Pemahaman gambar

Lihat di ai.google.dev Jalankan di Google Colab Jalankan di Kaggle Buka di Vertex AI Lihat sumber di GitHub

Anda dapat menggunakan model Gemma 3 dan yang lebih baru untuk menganalisis dan memahami konten gambar. Kemampuan ini mencakup tugas seperti mendeskripsikan konten gambar, mengidentifikasi objek, mengenali adegan, dan bahkan menyimpulkan konteks dari informasi visual.

Berikut beberapa contoh yang menunjukkan kemampuan ini.

Notebook ini akan berjalan di GPU T4.

Menginstal paket Python

Instal library Hugging Face yang diperlukan untuk menjalankan model Gemma dan membuat permintaan.

# Install PyTorch & other libraries
pip install torch accelerate

# Install the transformers library
pip install transformers

Memuat Model

Gunakan library transformers untuk memuat pipeline

MODEL_ID = "google/gemma-4-E2B-it" # @param ["google/gemma-4-E2B-it","google/gemma-4-E4B-it", "google/gemma-4-31B-it", "google/gemma-4-26B-A4B-it"]

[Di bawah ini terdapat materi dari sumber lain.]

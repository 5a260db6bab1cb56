// src/errors/decode.rs
//! Decoding errors (S0xxx).

use miette::Diagnostic;
use thiserror::Error;

#[derive(Error, Debug, Diagnostic)]
pub enum DecodeError {
    #[error("input is not a QOI image")]
    #[diagnostic(
        code(S0001),
        help("QOI streams start with the four bytes \"qoif\"")
    )]
    NotQoi,

    #[error("failed to read image header: {message}")]
    #[diagnostic(code(S0002))]
    Header { message: String },

    #[error("failed to start decompression: {message}")]
    #[diagnostic(code(S0003))]
    Start { message: String },

    #[error("failed to decode scanline {row}: {message}")]
    #[diagnostic(
        code(S0004),
        help("pass --lenient to keep the rows decoded before the error")
    )]
    Scanline { row: u32, message: String },

    #[error("failed to finish decompression: {message}")]
    #[diagnostic(code(S0005))]
    Finish { message: String },

    #[error("cannot access '{path}'")]
    #[diagnostic(code(S0006))]
    Io {
        path: String,
        #[source]
        source: std::io::Error,
    },
}

impl DecodeError {
    /// Scanline the failure happened on, if it happened while scanning.
    pub fn row(&self) -> Option<u32> {
        match self {
            DecodeError::Scanline { row, .. } => Some(*row),
            _ => None,
        }
    }
}
// src/errors/mod.rs
//! User-facing errors, rendered with miette.

pub mod decode;
pub mod report;

pub use decode::DecodeError;
pub use report::render_to_stderr;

from transformers import pipeline

vqa_pipe = pipeline(
    task="image-text-to-text",
    model=MODEL_ID,
    device_map="auto",
    dtype="auto"
)
Loading weights:   0%|          | 0/2011 [00:00<?, ?it/s]
processor_config.json: 0.00B [00:00, ?B/s]

Menggunakan template perintah

Contoh berikut menunjukkan cara memberikan gambar dan mengajukan pertanyaan tentang gambar tersebut.

from PIL import Image
from IPython.display import display
import requests

from transformers import GenerationConfig
config = GenerationConfig.from_pretrained(MODEL_ID)
config.max_new_tokens = 512
gen_kwargs = dict(generation_config=config)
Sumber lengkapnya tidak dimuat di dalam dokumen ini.